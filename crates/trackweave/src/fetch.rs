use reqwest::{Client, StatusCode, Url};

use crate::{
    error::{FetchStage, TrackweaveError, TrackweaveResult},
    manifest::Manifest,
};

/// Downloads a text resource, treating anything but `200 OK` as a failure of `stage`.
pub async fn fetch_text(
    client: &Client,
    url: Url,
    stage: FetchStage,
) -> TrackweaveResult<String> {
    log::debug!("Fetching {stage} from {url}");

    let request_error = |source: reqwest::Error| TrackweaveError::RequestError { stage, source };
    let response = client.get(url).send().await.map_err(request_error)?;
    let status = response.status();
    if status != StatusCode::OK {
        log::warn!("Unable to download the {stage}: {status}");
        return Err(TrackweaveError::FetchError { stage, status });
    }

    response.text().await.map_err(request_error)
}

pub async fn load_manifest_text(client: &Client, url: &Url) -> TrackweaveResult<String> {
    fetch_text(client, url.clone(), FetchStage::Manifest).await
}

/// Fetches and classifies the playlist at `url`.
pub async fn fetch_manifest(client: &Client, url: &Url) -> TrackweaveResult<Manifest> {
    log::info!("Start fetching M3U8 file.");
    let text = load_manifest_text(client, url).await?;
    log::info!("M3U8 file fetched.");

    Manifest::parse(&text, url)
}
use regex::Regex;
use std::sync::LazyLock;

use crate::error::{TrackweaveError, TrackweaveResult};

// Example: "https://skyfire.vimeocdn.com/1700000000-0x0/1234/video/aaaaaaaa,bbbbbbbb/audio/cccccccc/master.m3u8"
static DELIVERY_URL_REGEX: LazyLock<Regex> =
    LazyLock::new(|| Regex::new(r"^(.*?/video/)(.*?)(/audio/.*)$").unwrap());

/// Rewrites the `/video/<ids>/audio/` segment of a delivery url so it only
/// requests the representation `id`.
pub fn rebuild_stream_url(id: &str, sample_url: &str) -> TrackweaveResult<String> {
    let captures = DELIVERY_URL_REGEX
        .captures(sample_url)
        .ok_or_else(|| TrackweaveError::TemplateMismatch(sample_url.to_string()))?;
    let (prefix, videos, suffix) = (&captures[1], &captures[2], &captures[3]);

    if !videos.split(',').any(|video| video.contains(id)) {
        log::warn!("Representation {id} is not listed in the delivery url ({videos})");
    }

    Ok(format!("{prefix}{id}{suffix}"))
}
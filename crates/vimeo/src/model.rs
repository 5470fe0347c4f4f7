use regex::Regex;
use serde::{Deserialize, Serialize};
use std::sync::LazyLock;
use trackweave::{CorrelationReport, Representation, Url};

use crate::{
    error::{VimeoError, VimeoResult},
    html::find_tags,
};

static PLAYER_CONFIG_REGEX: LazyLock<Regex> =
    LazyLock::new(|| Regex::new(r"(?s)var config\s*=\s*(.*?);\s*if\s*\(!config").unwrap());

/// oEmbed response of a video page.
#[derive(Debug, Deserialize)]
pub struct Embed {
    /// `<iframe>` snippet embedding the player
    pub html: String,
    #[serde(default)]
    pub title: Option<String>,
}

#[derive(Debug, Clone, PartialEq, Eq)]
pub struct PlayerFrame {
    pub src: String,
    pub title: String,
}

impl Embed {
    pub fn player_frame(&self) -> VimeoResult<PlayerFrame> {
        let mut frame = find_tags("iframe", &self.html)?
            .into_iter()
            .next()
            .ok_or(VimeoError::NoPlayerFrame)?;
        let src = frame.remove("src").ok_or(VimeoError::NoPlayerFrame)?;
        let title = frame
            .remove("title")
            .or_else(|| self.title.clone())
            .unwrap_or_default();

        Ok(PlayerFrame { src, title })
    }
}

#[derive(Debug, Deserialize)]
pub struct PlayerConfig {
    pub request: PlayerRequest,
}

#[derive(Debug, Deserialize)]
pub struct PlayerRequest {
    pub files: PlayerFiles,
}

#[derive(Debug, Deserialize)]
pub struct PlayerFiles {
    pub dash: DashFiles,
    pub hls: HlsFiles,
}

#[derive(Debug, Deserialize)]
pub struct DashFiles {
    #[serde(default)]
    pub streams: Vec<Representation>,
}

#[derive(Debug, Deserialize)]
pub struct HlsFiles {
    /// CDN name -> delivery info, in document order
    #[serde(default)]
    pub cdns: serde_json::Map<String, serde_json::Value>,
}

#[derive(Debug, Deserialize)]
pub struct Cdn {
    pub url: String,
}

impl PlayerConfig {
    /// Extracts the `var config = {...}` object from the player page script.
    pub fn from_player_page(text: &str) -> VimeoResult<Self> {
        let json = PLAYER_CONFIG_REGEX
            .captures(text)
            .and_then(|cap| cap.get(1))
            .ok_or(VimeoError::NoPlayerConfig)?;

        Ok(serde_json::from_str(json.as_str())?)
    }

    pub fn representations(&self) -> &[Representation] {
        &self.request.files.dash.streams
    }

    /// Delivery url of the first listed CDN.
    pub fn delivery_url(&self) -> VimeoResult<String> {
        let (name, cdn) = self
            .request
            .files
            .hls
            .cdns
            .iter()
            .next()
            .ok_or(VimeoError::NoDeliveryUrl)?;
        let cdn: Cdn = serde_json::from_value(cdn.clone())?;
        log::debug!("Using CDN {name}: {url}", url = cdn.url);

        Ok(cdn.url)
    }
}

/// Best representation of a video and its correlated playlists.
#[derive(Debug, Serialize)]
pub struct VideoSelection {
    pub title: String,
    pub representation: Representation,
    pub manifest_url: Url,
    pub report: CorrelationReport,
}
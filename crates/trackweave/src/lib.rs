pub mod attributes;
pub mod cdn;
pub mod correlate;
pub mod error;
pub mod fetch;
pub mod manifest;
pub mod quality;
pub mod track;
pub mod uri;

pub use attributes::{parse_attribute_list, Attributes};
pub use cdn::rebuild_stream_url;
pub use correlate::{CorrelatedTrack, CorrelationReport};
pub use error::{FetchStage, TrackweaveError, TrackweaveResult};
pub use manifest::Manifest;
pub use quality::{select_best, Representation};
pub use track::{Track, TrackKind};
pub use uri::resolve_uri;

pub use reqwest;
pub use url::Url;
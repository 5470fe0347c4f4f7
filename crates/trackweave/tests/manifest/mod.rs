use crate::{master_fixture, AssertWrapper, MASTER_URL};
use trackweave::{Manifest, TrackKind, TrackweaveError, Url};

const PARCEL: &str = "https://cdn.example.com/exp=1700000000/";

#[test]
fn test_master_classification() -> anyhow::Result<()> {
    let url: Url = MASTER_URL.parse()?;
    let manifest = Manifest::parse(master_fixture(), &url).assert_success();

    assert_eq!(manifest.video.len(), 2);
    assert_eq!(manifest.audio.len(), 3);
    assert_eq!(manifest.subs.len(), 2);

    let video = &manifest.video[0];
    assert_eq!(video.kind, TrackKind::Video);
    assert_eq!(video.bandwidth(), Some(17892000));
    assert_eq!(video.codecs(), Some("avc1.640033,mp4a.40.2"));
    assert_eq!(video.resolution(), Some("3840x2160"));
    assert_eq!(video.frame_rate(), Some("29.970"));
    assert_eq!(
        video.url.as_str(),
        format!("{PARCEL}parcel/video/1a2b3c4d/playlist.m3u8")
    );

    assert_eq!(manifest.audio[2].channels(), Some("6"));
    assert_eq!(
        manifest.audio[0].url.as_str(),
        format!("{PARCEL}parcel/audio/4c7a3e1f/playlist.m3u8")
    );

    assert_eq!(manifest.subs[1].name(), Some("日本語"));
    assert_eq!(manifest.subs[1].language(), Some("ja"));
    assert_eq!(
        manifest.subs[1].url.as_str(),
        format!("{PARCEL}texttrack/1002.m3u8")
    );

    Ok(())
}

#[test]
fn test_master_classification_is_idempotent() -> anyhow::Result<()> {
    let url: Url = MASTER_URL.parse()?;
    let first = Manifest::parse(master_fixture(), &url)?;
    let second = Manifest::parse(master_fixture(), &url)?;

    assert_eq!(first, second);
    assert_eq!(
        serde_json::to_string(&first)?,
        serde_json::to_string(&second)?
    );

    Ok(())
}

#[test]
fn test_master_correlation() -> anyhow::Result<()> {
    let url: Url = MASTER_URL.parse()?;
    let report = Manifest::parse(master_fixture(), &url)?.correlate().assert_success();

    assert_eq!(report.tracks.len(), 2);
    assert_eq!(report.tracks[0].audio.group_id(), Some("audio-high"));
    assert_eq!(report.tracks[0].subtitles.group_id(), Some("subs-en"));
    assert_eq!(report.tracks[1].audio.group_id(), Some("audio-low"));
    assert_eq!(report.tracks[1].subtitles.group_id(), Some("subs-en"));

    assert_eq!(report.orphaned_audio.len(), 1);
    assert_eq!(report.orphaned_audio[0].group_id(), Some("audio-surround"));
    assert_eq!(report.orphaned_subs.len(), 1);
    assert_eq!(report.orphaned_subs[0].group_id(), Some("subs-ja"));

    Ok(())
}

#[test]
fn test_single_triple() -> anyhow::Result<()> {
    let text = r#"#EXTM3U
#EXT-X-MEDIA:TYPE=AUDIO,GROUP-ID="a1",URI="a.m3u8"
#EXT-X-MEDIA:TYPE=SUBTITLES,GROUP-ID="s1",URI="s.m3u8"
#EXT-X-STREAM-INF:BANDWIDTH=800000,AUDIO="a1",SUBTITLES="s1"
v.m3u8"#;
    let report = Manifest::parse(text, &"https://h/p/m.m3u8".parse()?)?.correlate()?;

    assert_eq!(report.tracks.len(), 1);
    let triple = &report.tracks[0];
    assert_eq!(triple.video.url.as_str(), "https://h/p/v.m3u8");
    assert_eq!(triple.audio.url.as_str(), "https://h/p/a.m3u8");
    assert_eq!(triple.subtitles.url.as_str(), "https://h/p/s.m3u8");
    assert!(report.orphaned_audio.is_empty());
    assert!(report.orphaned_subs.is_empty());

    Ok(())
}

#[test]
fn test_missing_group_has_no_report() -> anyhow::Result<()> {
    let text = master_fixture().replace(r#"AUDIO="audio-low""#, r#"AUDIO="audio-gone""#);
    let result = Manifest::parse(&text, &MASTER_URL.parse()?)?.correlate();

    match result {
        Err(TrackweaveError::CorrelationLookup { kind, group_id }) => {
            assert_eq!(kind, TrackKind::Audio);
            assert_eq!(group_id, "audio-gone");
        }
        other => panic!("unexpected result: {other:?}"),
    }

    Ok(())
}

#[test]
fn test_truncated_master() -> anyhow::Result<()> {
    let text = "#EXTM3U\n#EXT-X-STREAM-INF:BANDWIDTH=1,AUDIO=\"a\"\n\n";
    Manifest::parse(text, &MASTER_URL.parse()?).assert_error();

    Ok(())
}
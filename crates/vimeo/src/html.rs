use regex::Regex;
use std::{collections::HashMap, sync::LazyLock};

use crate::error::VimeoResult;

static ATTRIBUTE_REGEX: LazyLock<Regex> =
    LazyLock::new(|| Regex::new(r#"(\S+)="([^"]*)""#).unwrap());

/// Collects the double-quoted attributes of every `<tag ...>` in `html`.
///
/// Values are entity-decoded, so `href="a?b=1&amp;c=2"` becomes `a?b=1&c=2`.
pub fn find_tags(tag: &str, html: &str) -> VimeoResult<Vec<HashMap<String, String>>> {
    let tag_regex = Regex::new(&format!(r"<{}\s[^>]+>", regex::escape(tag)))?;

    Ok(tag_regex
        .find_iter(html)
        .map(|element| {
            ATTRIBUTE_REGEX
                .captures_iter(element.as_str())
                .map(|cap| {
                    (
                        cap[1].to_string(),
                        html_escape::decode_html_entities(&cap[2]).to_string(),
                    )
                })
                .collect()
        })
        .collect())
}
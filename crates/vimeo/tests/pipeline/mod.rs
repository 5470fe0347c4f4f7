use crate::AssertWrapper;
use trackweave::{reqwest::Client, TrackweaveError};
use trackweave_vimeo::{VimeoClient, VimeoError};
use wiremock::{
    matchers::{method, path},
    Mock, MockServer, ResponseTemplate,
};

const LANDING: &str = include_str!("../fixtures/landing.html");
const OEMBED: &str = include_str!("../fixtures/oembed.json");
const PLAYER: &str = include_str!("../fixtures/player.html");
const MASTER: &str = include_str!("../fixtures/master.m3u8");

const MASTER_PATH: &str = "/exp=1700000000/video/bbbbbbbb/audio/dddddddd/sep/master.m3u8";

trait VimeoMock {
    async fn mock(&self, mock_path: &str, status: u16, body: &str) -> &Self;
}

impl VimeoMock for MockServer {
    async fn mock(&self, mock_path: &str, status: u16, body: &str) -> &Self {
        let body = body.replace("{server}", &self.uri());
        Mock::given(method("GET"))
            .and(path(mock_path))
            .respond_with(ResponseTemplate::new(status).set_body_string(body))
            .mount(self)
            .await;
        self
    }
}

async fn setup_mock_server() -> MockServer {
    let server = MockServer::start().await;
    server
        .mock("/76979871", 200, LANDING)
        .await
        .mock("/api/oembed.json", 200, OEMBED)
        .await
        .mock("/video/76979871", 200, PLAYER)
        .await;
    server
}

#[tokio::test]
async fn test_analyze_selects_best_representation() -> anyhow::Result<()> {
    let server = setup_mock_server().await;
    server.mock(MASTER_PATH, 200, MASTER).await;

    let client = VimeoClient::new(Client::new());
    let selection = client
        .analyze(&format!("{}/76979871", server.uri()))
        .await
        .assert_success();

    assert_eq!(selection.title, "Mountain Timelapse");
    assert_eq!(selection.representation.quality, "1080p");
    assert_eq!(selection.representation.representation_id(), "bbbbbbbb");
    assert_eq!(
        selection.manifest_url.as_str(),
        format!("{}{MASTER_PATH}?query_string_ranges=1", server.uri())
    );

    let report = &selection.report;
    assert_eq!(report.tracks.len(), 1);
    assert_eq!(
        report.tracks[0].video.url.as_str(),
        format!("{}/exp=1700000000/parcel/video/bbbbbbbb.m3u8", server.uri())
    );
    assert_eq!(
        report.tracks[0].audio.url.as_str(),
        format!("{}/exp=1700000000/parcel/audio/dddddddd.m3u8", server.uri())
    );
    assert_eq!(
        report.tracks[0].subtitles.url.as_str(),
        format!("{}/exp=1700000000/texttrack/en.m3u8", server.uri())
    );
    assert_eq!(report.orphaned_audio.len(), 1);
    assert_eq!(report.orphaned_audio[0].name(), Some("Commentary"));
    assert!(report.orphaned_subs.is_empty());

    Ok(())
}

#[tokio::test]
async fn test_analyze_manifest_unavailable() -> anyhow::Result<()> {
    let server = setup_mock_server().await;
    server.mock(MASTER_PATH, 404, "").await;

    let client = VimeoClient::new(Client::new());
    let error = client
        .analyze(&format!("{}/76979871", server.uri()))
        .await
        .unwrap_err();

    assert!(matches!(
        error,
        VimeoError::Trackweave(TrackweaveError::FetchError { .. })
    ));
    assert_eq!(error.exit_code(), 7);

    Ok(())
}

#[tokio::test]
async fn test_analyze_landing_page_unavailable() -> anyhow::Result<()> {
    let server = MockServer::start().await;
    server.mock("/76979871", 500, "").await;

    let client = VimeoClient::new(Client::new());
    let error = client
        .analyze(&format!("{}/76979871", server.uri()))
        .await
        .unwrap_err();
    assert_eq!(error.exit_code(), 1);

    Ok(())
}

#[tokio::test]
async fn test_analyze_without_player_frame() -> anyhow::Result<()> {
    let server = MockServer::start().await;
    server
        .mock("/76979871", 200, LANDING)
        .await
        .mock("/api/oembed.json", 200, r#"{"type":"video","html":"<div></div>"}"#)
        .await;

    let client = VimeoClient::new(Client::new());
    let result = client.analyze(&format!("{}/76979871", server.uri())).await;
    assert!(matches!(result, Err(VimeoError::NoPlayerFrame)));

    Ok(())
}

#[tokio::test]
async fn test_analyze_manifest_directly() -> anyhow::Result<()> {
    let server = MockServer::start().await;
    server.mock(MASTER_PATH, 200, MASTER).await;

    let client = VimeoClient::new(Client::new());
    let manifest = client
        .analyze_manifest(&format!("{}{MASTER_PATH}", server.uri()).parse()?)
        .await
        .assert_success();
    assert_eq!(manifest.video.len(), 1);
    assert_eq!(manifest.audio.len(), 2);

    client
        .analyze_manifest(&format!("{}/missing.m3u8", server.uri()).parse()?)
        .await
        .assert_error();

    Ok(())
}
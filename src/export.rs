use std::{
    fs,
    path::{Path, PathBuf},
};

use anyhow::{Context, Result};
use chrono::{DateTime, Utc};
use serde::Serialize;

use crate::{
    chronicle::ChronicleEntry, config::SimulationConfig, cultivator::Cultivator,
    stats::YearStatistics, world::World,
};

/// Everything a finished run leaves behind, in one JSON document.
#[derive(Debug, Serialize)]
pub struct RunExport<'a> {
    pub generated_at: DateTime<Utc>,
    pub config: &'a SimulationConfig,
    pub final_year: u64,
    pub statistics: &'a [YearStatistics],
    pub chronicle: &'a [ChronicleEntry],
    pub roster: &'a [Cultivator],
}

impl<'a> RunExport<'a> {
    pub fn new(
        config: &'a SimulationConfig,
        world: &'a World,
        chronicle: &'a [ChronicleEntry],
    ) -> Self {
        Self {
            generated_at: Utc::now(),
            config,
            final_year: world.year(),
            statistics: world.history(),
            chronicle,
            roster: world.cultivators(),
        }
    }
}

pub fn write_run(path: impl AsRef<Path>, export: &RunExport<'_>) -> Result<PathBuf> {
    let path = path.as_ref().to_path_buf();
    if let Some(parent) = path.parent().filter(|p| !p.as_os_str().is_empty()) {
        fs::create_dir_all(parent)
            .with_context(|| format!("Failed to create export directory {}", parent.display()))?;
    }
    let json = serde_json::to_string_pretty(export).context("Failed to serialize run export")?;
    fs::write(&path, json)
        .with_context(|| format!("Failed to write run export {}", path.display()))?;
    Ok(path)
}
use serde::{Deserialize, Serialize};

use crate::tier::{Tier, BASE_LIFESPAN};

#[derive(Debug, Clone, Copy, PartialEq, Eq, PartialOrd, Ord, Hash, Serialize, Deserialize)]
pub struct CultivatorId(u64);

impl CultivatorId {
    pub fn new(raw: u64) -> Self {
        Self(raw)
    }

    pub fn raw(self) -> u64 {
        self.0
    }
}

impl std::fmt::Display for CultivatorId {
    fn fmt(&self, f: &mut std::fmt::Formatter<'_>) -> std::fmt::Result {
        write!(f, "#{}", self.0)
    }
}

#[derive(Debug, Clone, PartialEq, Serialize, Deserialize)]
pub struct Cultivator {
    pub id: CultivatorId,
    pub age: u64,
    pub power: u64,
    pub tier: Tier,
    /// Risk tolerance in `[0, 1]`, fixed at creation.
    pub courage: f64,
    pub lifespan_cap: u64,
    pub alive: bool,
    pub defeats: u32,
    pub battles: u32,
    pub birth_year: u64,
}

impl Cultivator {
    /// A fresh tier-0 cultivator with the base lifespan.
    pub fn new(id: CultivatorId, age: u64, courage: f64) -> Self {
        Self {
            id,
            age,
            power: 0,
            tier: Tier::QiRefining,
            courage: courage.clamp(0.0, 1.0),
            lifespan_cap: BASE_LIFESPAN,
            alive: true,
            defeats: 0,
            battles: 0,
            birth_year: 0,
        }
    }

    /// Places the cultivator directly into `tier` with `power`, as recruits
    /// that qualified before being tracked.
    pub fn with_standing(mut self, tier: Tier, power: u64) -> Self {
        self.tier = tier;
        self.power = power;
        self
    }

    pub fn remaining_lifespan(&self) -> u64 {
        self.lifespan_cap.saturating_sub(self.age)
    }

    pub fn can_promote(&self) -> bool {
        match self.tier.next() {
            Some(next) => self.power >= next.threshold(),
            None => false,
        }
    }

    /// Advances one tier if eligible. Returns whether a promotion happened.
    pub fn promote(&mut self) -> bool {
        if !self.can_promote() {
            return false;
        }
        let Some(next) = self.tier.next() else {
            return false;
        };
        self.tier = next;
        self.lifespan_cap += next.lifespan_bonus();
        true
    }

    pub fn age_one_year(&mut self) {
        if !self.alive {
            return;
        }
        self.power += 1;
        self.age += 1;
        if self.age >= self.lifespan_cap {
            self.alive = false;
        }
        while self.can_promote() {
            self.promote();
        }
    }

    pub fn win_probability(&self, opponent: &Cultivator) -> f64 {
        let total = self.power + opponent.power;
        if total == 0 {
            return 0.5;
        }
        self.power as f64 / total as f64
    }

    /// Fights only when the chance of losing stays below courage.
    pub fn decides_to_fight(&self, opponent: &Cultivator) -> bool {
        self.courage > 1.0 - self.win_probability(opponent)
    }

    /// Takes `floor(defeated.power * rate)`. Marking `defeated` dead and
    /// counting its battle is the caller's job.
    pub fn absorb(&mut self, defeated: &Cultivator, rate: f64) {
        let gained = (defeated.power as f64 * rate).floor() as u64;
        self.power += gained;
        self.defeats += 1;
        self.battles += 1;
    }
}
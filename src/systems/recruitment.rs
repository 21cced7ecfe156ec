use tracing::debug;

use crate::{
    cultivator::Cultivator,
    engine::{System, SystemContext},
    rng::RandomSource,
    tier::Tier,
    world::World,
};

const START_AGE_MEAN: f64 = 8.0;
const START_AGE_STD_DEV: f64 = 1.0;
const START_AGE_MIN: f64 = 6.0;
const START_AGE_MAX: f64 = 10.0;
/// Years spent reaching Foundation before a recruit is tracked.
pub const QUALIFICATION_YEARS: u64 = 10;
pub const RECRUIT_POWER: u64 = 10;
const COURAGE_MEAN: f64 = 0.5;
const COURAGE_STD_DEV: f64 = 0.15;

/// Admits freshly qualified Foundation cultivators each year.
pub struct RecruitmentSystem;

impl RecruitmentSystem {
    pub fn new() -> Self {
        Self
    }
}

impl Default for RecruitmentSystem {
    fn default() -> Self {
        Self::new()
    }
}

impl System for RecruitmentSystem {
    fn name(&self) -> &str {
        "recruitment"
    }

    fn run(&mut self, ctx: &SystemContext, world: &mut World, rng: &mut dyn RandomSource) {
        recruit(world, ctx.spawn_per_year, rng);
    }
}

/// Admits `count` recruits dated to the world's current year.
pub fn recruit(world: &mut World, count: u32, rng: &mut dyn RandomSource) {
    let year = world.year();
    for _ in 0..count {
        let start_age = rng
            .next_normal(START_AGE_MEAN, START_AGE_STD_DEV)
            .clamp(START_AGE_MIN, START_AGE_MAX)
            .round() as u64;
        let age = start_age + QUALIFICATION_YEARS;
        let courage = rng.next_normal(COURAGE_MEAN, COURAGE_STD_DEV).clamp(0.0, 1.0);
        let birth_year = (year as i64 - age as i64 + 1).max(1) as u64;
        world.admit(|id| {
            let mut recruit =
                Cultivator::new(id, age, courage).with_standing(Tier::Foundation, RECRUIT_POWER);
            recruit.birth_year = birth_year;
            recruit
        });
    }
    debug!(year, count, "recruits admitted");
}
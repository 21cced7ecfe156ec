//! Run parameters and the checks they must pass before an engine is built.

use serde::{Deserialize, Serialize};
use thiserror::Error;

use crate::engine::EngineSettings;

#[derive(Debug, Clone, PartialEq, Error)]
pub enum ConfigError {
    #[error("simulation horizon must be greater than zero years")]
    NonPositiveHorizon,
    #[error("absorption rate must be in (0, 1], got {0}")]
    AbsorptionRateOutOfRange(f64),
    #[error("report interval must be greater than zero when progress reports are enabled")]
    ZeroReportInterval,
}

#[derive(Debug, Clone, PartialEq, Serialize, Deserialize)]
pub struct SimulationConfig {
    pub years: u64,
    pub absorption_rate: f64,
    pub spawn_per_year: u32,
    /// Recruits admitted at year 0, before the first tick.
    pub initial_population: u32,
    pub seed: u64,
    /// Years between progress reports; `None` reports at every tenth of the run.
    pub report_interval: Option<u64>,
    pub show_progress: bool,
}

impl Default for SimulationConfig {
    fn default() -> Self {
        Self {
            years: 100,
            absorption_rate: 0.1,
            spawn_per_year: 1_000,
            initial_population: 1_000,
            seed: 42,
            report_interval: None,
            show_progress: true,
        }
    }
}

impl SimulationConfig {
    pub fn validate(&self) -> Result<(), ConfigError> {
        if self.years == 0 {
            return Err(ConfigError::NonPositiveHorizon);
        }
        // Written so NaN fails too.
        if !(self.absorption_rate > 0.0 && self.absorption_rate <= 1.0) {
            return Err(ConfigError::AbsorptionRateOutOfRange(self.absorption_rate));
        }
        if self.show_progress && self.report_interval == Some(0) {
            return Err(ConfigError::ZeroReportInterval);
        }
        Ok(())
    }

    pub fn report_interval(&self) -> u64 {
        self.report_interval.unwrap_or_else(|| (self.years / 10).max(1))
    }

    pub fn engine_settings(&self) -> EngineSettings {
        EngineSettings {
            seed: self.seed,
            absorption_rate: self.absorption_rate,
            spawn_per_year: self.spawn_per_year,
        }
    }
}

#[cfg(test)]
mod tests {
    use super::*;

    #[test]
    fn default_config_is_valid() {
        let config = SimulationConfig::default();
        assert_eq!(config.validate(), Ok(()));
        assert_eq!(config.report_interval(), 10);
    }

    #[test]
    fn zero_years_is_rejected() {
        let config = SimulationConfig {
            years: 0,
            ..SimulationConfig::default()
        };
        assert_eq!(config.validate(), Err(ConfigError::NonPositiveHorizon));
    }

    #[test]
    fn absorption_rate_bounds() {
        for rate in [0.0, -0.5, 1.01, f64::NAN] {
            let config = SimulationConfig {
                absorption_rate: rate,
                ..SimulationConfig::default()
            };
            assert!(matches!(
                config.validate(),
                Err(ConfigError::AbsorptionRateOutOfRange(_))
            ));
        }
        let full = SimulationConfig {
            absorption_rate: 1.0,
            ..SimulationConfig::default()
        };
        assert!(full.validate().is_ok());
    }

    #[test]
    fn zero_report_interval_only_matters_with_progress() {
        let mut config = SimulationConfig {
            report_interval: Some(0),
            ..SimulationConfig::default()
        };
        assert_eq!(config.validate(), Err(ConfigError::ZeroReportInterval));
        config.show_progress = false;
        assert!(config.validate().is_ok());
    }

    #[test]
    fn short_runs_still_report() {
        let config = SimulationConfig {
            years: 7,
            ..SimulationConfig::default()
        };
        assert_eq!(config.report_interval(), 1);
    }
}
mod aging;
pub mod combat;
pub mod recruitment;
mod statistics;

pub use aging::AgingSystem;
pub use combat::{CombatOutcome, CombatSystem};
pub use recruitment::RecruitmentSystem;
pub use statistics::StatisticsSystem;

#### WHAT YOU HAVE TO DO
Show the lines of the records that include the string "None".

#### RESULT BELOW
            None => false,
    /// Years between progress reports; `None` reports at every tenth of the run.
            report_interval: None,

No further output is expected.